Background and Objectives: The present review critically discusses the high occurrence
rate, insulin resistance and type-2 diabetes in tobacco exposed individuals. Tobacco extracts and smoke
contain a large number of toxic materials and a significant number of those are metabolic disintegrators.
Discussion: Glucose and lipid homeostasis is severely impaired by this compound. Tobacco exposure
contributes to adverse effects by impairing the physical, biochemical and molecular mechanisms in the
tissues. The immunological components are damaged by tobacco with high production of proinflammatory
cytokines (IL-6, TNF-∞) and augmentation of inflammatory responses.
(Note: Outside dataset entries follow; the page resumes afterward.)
impl MediaReadinessStore {
    /// Creates a store over the given resolver and loader collaborators.
    pub fn new(
        resolver: Arc<dyn UrlResolver>,
        loader: Arc<dyn MediaLoader>,
        config: &MediaConfig,
    ) -> Arc<Self> {
        let (events, _) = broadcast::channel(EVENT_CHANNEL_CAPACITY);
        Arc::new(Self {
            states: Mutex::new(HashMap::new()),
            events,
            resolver,
            loader,
            buffer_timeout: config.buffer_timeout,
        })
    }

    /// Requests preloading of `key`, starting a fetch only if none exists.
    ///
    /// Safe to call from multiple call sites concurrently: the check and
    /// the claim happen under one lock, so exactly one underlying resolver
    /// invocation occurs per attempt. A key in `Resolving`, `Buffering` or
    /// `Ready` joins the existing attempt. A `Failed` key also joins (its
    /// terminal state); retry requires an explicit [`reset`](Self::reset).
    ///
    /// # Errors
    ///
    /// - `MediaError::InvalidKey` - `key` is empty
    pub fn request_preload(self: &Arc<Self>, key: &str) -> Result<PreloadTicket, MediaError> {
        if key.is_empty() {
            return Err(MediaError::InvalidKey {
                key: key.to_string(),
            });
        }

        let snapshot = {
            let mut states = self.states.lock();
            let entry = states
                .entry(key.to_string())
                .or_insert_with(|| MediaState::idle(key));

            if entry.readiness.joins_existing() {
                return Ok(PreloadTicket::Joined(entry.readiness));
            }

            // Claim the attempt while still holding the lock - this is the
            // single-flight guard.
            entry.readiness = MediaReadiness::Resolving;
            entry.clone()
        };
        let _ = self.events.send(snapshot);

        let store = Arc::clone(self);
        let key = key.to_string();
        tokio::spawn(async move {
            store.run_preload(key).await;
        });

        Ok(PreloadTicket::Started)
    }

    /// Returns the current state for `key` (`Idle` for unknown keys).
    ///
    /// Pure read; never triggers a fetch or mutation.
    pub fn state(&self, key: &str) -> MediaState {
        self.states
            .lock()
            .get(key)
            .cloned()
            .unwrap_or_else(|| MediaState::idle(key))
    }

    /// Subscribes to state transitions.
    ///
    /// Every transition is published exactly once; all subscribers observe
    /// the same transitions in the same order.
    pub fn subscribe(&self) -> broadcast::Receiver<MediaState> {
        self.events.subscribe()
    }

    /// Resets a terminal key back to `Idle`, enabling a fresh preload.
    ///
    /// Returns `false` (and does nothing) while an attempt is in flight;
    /// only `Ready` and `Failed` keys can be reset.
    pub fn reset(&self, key: &str) -> bool {
        let snapshot = {
            let mut states = self.states.lock();
            let Some(entry) = states.get_mut(key) else {
                return false;
            };
            if !entry.readiness.is_terminal() {
                return false;
            }
            *entry = MediaState::idle(key);
            entry.clone()
        };
        let _ = self.events.send(snapshot);
        true
    }

    /// Drives one preload attempt through resolution and buffering.
    async fn run_preload(self: Arc<Self>, key: String) {
        tracing::info!("preloading media asset {}", key);

        let url = match self.resolver.resolve(&key).await {
            Ok(url) => url,
            Err(e) => {
                tracing::warn!("URL resolution failed for {}: {}", key, e);
                self.advance(&key, MediaReadiness::Failed, None, Some(e.to_string()));
                return;
            }
        };

        if !self.advance(&key, MediaReadiness::Buffering, Some(url.clone()), None) {
            return;
        }

        match tokio::time::timeout(self.buffer_timeout, self.loader.prefetch(&url)).await {
            Ok(Ok(())) => {
                tracing::info!("media asset {} fully buffered", key);
                self.advance(&key, MediaReadiness::Ready, None, None);
            }
            Ok(Err(e)) => {
                tracing::warn!("media load failed for {}: {}", key, e);
                self.advance(&key, MediaReadiness::Failed, None, Some(e.to_string()));
            }
            Err(_) => {
                // Liveness over completeness: a loader that never signals
                // completion must not hang readiness forever. Declaring
                // ready here is a soft success, not a failure.
                tracing::warn!(
                    "buffering timeout ({:?}) for {}; declaring ready",
                    self.buffer_timeout,
                    key
                );
                self.advance(&key, MediaReadiness::Ready, None, None);
            }
        }
    }

    /// The one authoritative transition function.
    ///
    /// Applies `next` only if it is a legal successor of the current state,
    /// maintains the state invariants, and publishes the new snapshot.
    /// Out-of-order transitions (e.g. from a task outliving a reset) are
    /// refused and dropped.
    fn advance(
        &self,
        key: &str,
        next: MediaReadiness,
        resolved_url: Option<String>,
        error_detail: Option<String>,
    ) -> bool {
        let snapshot = {
            let mut states = self.states.lock();
            let Some(entry) = states.get_mut(key) else {
                return false;
            };
            if !entry.readiness.may_advance_to(next) {
                tracing::error!(
                    "refused transition {} -> {} for {}",
                    entry.readiness,
                    next,
                    key
                );
                return false;
            }

            entry.readiness = next;
            if let Some(url) = resolved_url {
                entry.resolved_url = Some(url);
            }
            entry.error_detail = error_detail;
            entry.clone()
        };

        // Publish outside the lock; a send error only means no subscribers.
        let _ = self.events.send(snapshot);
        true
    }
}

impl std::fmt::Debug for MediaReadinessStore {
    fn fmt(&self, f: &mut std::fmt::Formatter<'_>) -> std::fmt::Result {
        f.debug_struct("MediaReadinessStore")
            .field("tracked_keys", &self.states.lock().len())
            .field("buffer_timeout", &self.buffer_timeout)
            .finish()
    }
}

#[cfg(test)]
mod tests {
    use std::time::Duration;

    use super::*;
    use crate::media::test_support::{MockLoader, MockResolver};

    fn test_config(buffer_timeout: Duration) -> MediaConfig {
        MediaConfig {
            buffer_timeout,
            ..MediaConfig::default()
        }
    }

    async fn wait_for(
        store: &Arc<MediaReadinessStore>,
        key: &str,
        readiness: MediaReadiness,
    ) -> MediaState {
        for _ in 0..100 {
            let state = store.state(key);
            if state.readiness == readiness {
                return state;
            }
            tokio::time::sleep(Duration::from_millis(10)).await;
        }
        panic!(
            "key {key} never reached {readiness}, stuck at {}",
            store.state(key).readiness
        );
    }

    #[tokio::test]
    async fn test_preload_reaches_ready() {
        let resolver = Arc::new(MockResolver::succeeds_with("http://cdn/hero.mp4"));
        let loader = Arc::new(MockLoader::instant());
        let store = MediaReadinessStore::new(
            resolver,
            loader,
            &test_config(Duration::from_secs(5)),
        );

        let ticket = store.request_preload("videos/hero.mp4").unwrap();
        assert_eq!(ticket, PreloadTicket::Started);

        let state = wait_for(&store, "videos/hero.mp4", MediaReadiness::Ready).await;
        assert_eq!(state.resolved_url.as_deref(), Some("http://cdn/hero.mp4"));
        assert!(state.error_detail.is_none());
    }

    #[tokio::test]
    async fn test_duplicate_requests_share_one_resolution() {
        let resolver = Arc::new(MockResolver::succeeds_with_delay(
            "http://cdn/hero.mp4",
            Duration::from_millis(50),
        ));
        let loader = Arc::new(MockLoader::instant());
        let store = MediaReadinessStore::new(
            resolver.clone(),
            loader,
            &test_config(Duration::from_secs(5)),
        );

        let first = store.request_preload("videos/hero.mp4").unwrap();
        let second = store.request_preload("videos/hero.mp4").unwrap();

        assert_eq!(first, PreloadTicket::Started);
        assert_eq!(second, PreloadTicket::Joined(MediaReadiness::Resolving));

        wait_for(&store, "videos/hero.mp4", MediaReadiness::Ready).await;
        assert_eq!(resolver.invocations(), 1);

        // Ready keys also join instead of re-fetching
        let third = store.request_preload("videos/hero.mp4").unwrap();
        assert_eq!(third, PreloadTicket::Joined(MediaReadiness::Ready));
        assert_eq!(resolver.invocations(), 1);
    }

    #[tokio::test]
    async fn test_subscribers_observe_ordered_transitions() {
        let resolver = Arc::new(MockResolver::succeeds_with("http://cdn/hero.mp4"));
        let loader = Arc::new(MockLoader::instant());
        let store = MediaReadinessStore::new(
            resolver,
            loader,
            &test_config(Duration::from_secs(5)),
        );

        let mut events = store.subscribe();
        store.request_preload("videos/hero.mp4").unwrap();

        let mut observed = Vec::new();
        while observed.last() != Some(&MediaReadiness::Ready) {
            let state = tokio::time::timeout(Duration::from_secs(1), events.recv())
                .await
                .expect("transition stream stalled")
                .expect("event channel closed");
            observed.push(state.readiness);
        }

        assert_eq!(
            observed,
            vec![
                MediaReadiness::Resolving,
                MediaReadiness::Buffering,
                MediaReadiness::Ready
            ]
        );
    }

    #[tokio::test]
    async fn test_timeout_declares_ready() {
        let resolver = Arc::new(MockResolver::succeeds_with("http://cdn/hero.mp4"));
        let loader = Arc::new(MockLoader::never_completes());
        let store = MediaReadinessStore::new(
            resolver,
            loader,
            &test_config(Duration::from_millis(100)),
        );

        store.request_preload("videos/hero.mp4").unwrap();

        let state = wait_for(&store, "videos/hero.mp4", MediaReadiness::Ready).await;
        assert!(state.error_detail.is_none());
    }

    #[tokio::test]
    async fn test_resolution_failure_is_terminal() {
        let resolver = Arc::new(MockResolver::fails_with("object not found"));
        let loader = Arc::new(MockLoader::instant());
        let store = MediaReadinessStore::new(
            resolver.clone(),
            loader,
            &test_config(Duration::from_secs(5)),
        );

        store.request_preload("videos/missing.mp4").unwrap();

        let state = wait_for(&store, "videos/missing.mp4", MediaReadiness::Failed).await;
        assert!(state.resolved_url.is_none());
        assert!(
            state
                .error_detail
                .as_deref()
                .unwrap()
                .contains("object not found")
        );

        // No automatic retry: the failed key joins, resolver is not re-hit
        let ticket = store.request_preload("videos/missing.mp4").unwrap();
        assert_eq!(ticket, PreloadTicket::Joined(MediaReadiness::Failed));
        assert_eq!(resolver.invocations(), 1);
    }

    #[tokio::test]
    async fn test_load_failure_keeps_resolved_url() {
        let resolver = Arc::new(MockResolver::succeeds_with("http://cdn/hero.mp4"));
        let loader = Arc::new(MockLoader::fails_with("stream aborted"));
        let store = MediaReadinessStore::new(
            resolver,
            loader,
            &test_config(Duration::from_secs(5)),
        );

        store.request_preload("videos/hero.mp4").unwrap();

        let state = wait_for(&store, "videos/hero.mp4", MediaReadiness::Failed).await;
        assert_eq!(state.resolved_url.as_deref(), Some("http://cdn/hero.mp4"));
        assert!(
            state
                .error_detail
                .as_deref()
                .unwrap()
                .contains("stream aborted")
        );
    }

    #[tokio::test]
    async fn test_reset_enables_retry() {
        let resolver = Arc::new(MockResolver::fails_with("transient outage"));
        let loader = Arc::new(MockLoader::instant());
        let store = MediaReadinessStore::new(
            resolver.clone(),
            loader,
            &test_config(Duration::from_secs(5)),
        );

        store.request_preload("videos/hero.mp4").unwrap();
        wait_for(&store, "videos/hero.mp4", MediaReadiness::Failed).await;

        assert!(store.reset("videos/hero.mp4"));
        assert_eq!(
            store.state("videos/hero.mp4").readiness,
            MediaReadiness::Idle
        );

        resolver.recover_with("http://cdn/hero.mp4");
        let ticket = store.request_preload("videos/hero.mp4").unwrap();
        assert_eq!(ticket, PreloadTicket::Started);

        wait_for(&store, "videos/hero.mp4", MediaReadiness::Ready).await;
        assert_eq!(resolver.invocations(), 2);
    }

    #[tokio::test]
    async fn test_reset_refused_while_in_flight() {
        let resolver = Arc::new(MockResolver::succeeds_with_delay(
            "http://cdn/hero.mp4",
            Duration::from_millis(100),
        ));
        let loader = Arc::new(MockLoader::instant());
        let store = MediaReadinessStore::new(
            resolver,
            loader,
            &test_config(Duration::from_secs(5)),
        );

        store.request_preload("videos/hero.mp4").unwrap();
        assert!(!store.reset("videos/hero.mp4"));

        wait_for(&store, "videos/hero.mp4", MediaReadiness::Ready).await;
        assert!(store.reset("videos/hero.mp4"));
    }

    #[tokio::test]
    async fn test_empty_key_rejected() {
        let resolver = Arc::new(MockResolver::succeeds_with("http://cdn/x"));
        let loader = Arc::new(MockLoader::instant());
        let store = MediaReadinessStore::new(
            resolver,
            loader,
            &test_config(Duration::from_secs(5)),
        );

        let err = store.request_preload("").unwrap_err();
        assert!(matches!(err, MediaError::InvalidKey { .. }));
    }

    #[tokio::test]
    async fn test_independent_keys_do_not_interfere() {
        let resolver = Arc::new(MockResolver::succeeds_with("http://cdn/asset"));
        let loader = Arc::new(MockLoader::instant());
        let store = MediaReadinessStore::new(
            resolver.clone(),
            loader,
            &test_config(Duration::from_secs(5)),
        );

        store.request_preload("videos/hero.mp4").unwrap();
        store.request_preload("videos/testimonial-1.mp4").unwrap();

        wait_for(&store, "videos/hero.mp4", MediaReadiness::Ready).await;
        wait_for(&store, "videos/testimonial-1.mp4", MediaReadiness::Ready).await;
        assert_eq!(resolver.invocations(), 2);
    }
}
These events
result in damages to cytoskeletal structures of different tissues. Degradation of matrix structure (by
activation of different types of MMPs) results in the permanent damages to the tissues and their metabolic
functions. Cellular antioxidant defense system mostly cannot or hardly nullify CS-induced ROS
production that activates polymorphonuclear neutrophils (PMNs), which are a major source of cytokines
and chemokines (TNFα, IL6, IL8, INFγ). Additive effects of these immediately promote the low
energy-metabolism as well as inflammation. Oxidative stress, mitochondrial dysfunction, and inflammation
contribute to the direct nicotine toxicity via nAChRs in diabetes. The investigator identified
that skeletal muscle insulin-resistance occurs in smokers due to phosphorylation of insulin receptor
substrate1 (IRS1) at Ser-636 position.
Conclusion: Tobacco exposure initiates free radical related immunological impairment, DNA damage,
and inflammation. So, the present analysis is of importance to figure out the mechanistic layout of
tobacco-induced tissue damage and its possible therapeutic interventions.